■ Directions for this task ■
Pull every line containing "recent" from the data.

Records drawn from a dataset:

*** Block opens ***

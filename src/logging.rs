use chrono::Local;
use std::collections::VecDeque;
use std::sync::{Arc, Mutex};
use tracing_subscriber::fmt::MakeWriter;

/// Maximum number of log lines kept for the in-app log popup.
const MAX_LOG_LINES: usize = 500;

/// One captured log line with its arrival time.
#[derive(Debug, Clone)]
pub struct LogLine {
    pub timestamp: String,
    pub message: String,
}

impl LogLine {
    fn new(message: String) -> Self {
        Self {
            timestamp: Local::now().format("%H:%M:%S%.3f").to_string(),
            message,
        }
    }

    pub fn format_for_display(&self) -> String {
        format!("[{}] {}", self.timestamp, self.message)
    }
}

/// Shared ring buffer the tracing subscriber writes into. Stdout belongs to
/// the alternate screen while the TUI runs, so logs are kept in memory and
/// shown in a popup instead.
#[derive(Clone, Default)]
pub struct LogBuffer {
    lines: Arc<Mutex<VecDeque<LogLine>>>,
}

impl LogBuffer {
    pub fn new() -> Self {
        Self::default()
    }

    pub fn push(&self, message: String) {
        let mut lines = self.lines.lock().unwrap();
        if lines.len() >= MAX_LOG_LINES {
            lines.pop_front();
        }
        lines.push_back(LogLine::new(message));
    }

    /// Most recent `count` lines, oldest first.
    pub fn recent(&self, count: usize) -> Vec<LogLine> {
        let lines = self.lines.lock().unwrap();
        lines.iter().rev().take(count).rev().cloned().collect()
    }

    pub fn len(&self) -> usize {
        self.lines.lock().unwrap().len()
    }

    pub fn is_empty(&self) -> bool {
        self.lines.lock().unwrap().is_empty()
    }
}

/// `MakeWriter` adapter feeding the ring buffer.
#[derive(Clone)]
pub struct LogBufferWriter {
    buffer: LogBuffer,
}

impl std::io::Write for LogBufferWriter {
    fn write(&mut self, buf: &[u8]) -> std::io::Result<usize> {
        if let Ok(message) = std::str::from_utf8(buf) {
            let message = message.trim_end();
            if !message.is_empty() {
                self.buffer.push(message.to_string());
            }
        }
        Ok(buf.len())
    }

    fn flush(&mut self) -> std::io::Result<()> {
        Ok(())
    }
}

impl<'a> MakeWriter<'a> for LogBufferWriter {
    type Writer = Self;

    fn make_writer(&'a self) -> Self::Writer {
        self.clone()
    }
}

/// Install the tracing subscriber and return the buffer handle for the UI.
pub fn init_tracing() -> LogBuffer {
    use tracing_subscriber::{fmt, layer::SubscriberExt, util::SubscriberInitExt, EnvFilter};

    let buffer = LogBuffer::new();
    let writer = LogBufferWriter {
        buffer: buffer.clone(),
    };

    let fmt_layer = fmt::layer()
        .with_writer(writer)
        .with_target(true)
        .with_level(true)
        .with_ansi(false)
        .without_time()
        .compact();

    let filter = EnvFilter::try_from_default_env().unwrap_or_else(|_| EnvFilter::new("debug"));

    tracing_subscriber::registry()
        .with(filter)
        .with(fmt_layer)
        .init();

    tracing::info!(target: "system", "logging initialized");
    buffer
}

*** Block closes ***

■ Answer to this problem ■
    /// Most recent `count` lines, oldest first.
    pub fn recent(&self, count: usize) -> Vec<LogLine> {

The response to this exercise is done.